Algumas personalidades
se desfizeram dos arsenais particulares durante a campanha
do desarmamento, mas mantiveram parte
das armas. O governador do Distrito Federal, Joaquim
Roriz (PMDB), tinha 16 armas, entregou 13 à campanha,
mas ainda guarda um rifle, um revólver 38 e uma
pistola 380.
- Ele é fazendeiro
- tenta explicar o seu porta-voz.
Quando se
fala em arsenais, o ex-deputado Roberto Jefferson ganha
lugar de destaque. Embora tenha trocado o tiro
pelo canto lírico, o pivô do escândalo
do mensalão se esqueceu de vender as armas. Jefferson
tem registradas em seu nome 13 armas. São 9 revólveres,
duas espingardas calibre 12 e duas pistolas, incluindo
uma Ruger 44. Mais de um terço do dinheiro da
campanha do ex-presidente do PTB foi doação
das Forjas Taurus.
O equipamento
do deputado Abelardo Lupion (PFL-PR) também
impõe respeito: duas carabinas, duas pistolas,
um revólver e uma espingarda calibre 12, além
de um revólver calibre 38, dado como furtado.
Lupion também não foi encontrado pela reportagem.
O deputado Onyx Lorenzoni (PFL-RS) que o PT quer incorporar à tropa
de possíveis futuros cassados, é a favor
do ''Não'' e conta que - por carregar um revólver
- conseguiu atemorizar uma pessoa alcoolizada que o atacou.

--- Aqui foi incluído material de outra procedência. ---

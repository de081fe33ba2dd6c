//! Workload configuration file and its translation into a scheduler setup.
//!
//! The file mirrors the scheduler's inputs:
//!
//! ```yaml
//! max: 30
//! filters: [WD, EX]
//! headers:
//!   accept: application/json
//! requests:
//!   - url: http://localhost:8080/items/{1..20}
//!     weight: 4
//!   - method: POST
//!     url: http://localhost:8080/items
//!     body: '{"name": "x"}'
//! ```
//!
//! `.json` files are read as JSON, anything else as YAML.

use serde::{Deserialize, Serialize};
use std::fs;
use std::path::{Path, PathBuf};
use std::sync::Arc;

use crate::clock::Clock;
use crate::dispatch::{AgentHeader, DEFAULT_AGENT, DEFAULT_AGENT_HEADER};
use crate::error::{Result, WorkloadError};
use crate::filter::{Filter, FilterKind, WorkingHoursProfile};
use crate::request::{Headers, RequestTemplate};
use crate::scheduler::{DEFAULT_MAX_PER_MINUTE, SchedulerConfig};

#[derive(Debug, Clone, PartialEq, Serialize, Deserialize)]
#[serde(default, rename_all = "camelCase")]
pub struct WorkloadConfig {
    /// Requests per minute
    pub max: f64,
    /// Filter chain; wins over `filter` when both are set
    pub filters: Option<Vec<FilterKind>>,
    /// Single filter
    pub filter: Option<FilterKind>,
    /// Headers sent with every request
    pub headers: Headers,
    pub requests: Vec<RequestTemplate>,
    /// Name of the identifying header
    pub agent_header: String,
    /// Value of the identifying header
    pub agent: String,
    /// Odds table for the working-hours filter
    pub working_hours: WorkingHoursProfile,
}

impl Default for WorkloadConfig {
    fn default() -> Self {
        Self {
            max: DEFAULT_MAX_PER_MINUTE,
            filters: None,
            filter: None,
            headers: Headers::new(),
            requests: Vec::new(),
            agent_header: DEFAULT_AGENT_HEADER.to_string(),
            agent: DEFAULT_AGENT.to_string(),
            working_hours: WorkingHoursProfile::default(),
        }
    }
}

impl WorkloadConfig {
    /// Load configuration with fallback chain
    pub fn load(config_path: Option<&PathBuf>) -> Result<Self> {
        // An explicit path must load
        if let Some(path) = config_path {
            return Self::load_from_file(path);
        }

        // Try primary location: ~/.config/<project>/<project>.yml
        let project_name = env!("CARGO_PKG_NAME");
        if let Some(config_dir) = dirs::config_dir() {
            let primary_config = config_dir.join(project_name).join(format!("{}.yml", project_name));
            if primary_config.exists() {
                match Self::load_from_file(&primary_config) {
                    Ok(config) => return Ok(config),
                    Err(e) => {
                        log::warn!("Failed to load config from {}: {}", primary_config.display(), e);
                    }
                }
            }
        }

        // Try fallback location: ./<project>.yml
        let fallback_config = PathBuf::from(format!("{}.yml", project_name));
        if fallback_config.exists() {
            match Self::load_from_file(&fallback_config) {
                Ok(config) => return Ok(config),
                Err(e) => {
                    log::warn!("Failed to load config from {}: {}", fallback_config.display(), e);
                }
            }
        }

        log::info!("No config file found, using defaults");
        Ok(Self::default())
    }

    pub fn load_from_file<P: AsRef<Path>>(path: P) -> Result<Self> {
        let path = path.as_ref();
        let content = fs::read_to_string(path)?;

        let is_json = path
            .extension()
            .is_some_and(|ext| ext.eq_ignore_ascii_case("json"));
        let config: Self = if is_json {
            serde_json::from_str(&content)?
        } else {
            serde_yaml::from_str(&content)?
        };

        log::info!("Loaded config from: {}", path.display());
        Ok(config)
    }

    /// The filter names in effect: `filters`, else `filter`, else none.
    pub fn filter_kinds(&self) -> Option<Vec<FilterKind>> {
        match (&self.filters, self.filter) {
            (Some(filters), _) => Some(filters.clone()),
            (None, Some(filter)) => Some(vec![filter]),
            (None, None) => None,
        }
    }

    /// Build the filter chain against `clock`.
    pub fn build_filters(&self, clock: Arc<dyn Clock>) -> Option<Vec<Arc<dyn Filter>>> {
        self.filter_kinds().map(|kinds| {
            kinds
                .iter()
                .map(|kind| kind.build(clock.clone(), &self.working_hours))
                .collect()
        })
    }

    /// Split into the scheduler's templates and settings.
    pub fn into_scheduler(self, clock: Arc<dyn Clock>) -> Result<(Vec<RequestTemplate>, SchedulerConfig)> {
        if self.agent_header.trim().is_empty() {
            return Err(WorkloadError::Config("agentHeader must not be empty".to_string()));
        }

        let filters = self.build_filters(clock);
        let config = SchedulerConfig {
            max_per_minute: self.max,
            filters,
            default_headers: self.headers,
            agent: AgentHeader::new(self.agent_header, self.agent),
        };
        Ok((self.requests, config))
    }
}

#[cfg(test)]
mod tests {
    use super::*;
    use crate::clock::SystemClock;
    use std::io::Write;
    use tempfile::NamedTempFile;

    fn write_config(suffix: &str, content: &str) -> NamedTempFile {
        let mut file = tempfile::Builder::new().suffix(suffix).tempfile().unwrap();
        file.write_all(content.as_bytes()).unwrap();
        file
    }

    #[test]
    fn test_defaults() {
        let config = WorkloadConfig::default();
        assert_eq!(config.max, 12.0);
        assert!(config.filter_kinds().is_none());
        assert_eq!(config.agent_header, "user-agent");
        assert!(config.requests.is_empty());
    }

    #[test]
    fn test_load_yaml() {
        let file = write_config(
            ".yml",
            r#"
max: 30
filters: [WD, EX]
headers:
  accept: application/json
requests:
  - url: http://localhost/{1..3}
    weight: 4
  - method: POST
    url: http://localhost/items
    body: '{"a": 1}'
"#,
        );

        let config = WorkloadConfig::load(Some(&file.path().to_path_buf())).unwrap();
        assert_eq!(config.max, 30.0);
        assert_eq!(config.filter_kinds(), Some(vec![FilterKind::Workdays, FilterKind::Expand]));
        assert_eq!(config.headers.get("accept").map(String::as_str), Some("application/json"));
        assert_eq!(config.requests.len(), 2);
        assert_eq!(config.requests[0].weight, 4.0);
        assert_eq!(config.requests[1].method, "POST");
        assert_eq!(config.requests[1].weight, 1.0);
    }

    #[test]
    fn test_load_json() {
        let file = write_config(
            ".json",
            r#"{"max": 6, "filter": "workingHours", "requests": [{"url": "http://localhost/"}]}"#,
        );
        let config = WorkloadConfig::load_from_file(file.path()).unwrap();
        assert_eq!(config.max, 6.0);
        assert_eq!(config.filter_kinds(), Some(vec![FilterKind::WorkingHours]));
    }

    #[test]
    fn test_load_missing_explicit_path_fails() {
        let path = PathBuf::from("/nonexistent/workload.yml");
        assert!(matches!(WorkloadConfig::load(Some(&path)), Err(WorkloadError::Io(_))));
    }

    #[test]
    fn test_load_invalid_yaml_fails() {
        let file = write_config(".yml", "max: [not a number");
        assert!(matches!(
            WorkloadConfig::load_from_file(file.path()),
            Err(WorkloadError::Yaml(_))
        ));
    }

    #[test]
    fn test_filters_win_over_filter() {
        let config = WorkloadConfig {
            filters: Some(vec![FilterKind::Expand]),
            filter: Some(FilterKind::Workdays),
            ..Default::default()
        };
        assert_eq!(config.filter_kinds(), Some(vec![FilterKind::Expand]));
    }

    #[test]
    fn test_empty_filters_list_is_kept() {
        let config = WorkloadConfig {
            filters: Some(Vec::new()),
            ..Default::default()
        };
        let filters = config.build_filters(Arc::new(SystemClock)).unwrap();
        assert!(filters.is_empty());
    }

    #[test]
    fn test_into_scheduler() {
        let config = WorkloadConfig {
            max: 60.0,
            filter: Some(FilterKind::Expand),
            agent_header: "X-Agent".to_string(),
            agent: "tester".to_string(),
            requests: vec![RequestTemplate::new("http://localhost/")],
            ..Default::default()
        };
        let (templates, scheduler_config) = config.into_scheduler(Arc::new(SystemClock)).unwrap();

        assert_eq!(templates.len(), 1);
        assert_eq!(scheduler_config.max_per_minute, 60.0);
        assert_eq!(scheduler_config.agent, AgentHeader::new("X-Agent", "tester"));
        let names: Vec<String> = scheduler_config
            .filters
            .unwrap()
            .iter()
            .map(|f| f.name().to_string())
            .collect();
        assert_eq!(names, vec!["expand".to_string()]);
    }

    #[test]
    fn test_into_scheduler_rejects_empty_agent_header() {
        let config = WorkloadConfig {
            agent_header: " ".to_string(),
            ..Default::default()
        };
        assert!(matches!(
            config.into_scheduler(Arc::new(SystemClock)),
            Err(WorkloadError::Config(_))
        ));
    }
}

Ao contrário, o ministro da Justiça, Márcio
Thomaz Bastos é ''Sim'' garantido. Ele teve um
revólver calibre 22 roubado há 11 anos,
no escritório, e não comprou mais arma,
com medo de acidente. Advogado criminalista e ministro,
Bastos teria justificativas de sobra para andar
armado. Tem segurança dia e noite da Polícia Federal
e preferência entre os ministros nos vôos
em aviões da FAB.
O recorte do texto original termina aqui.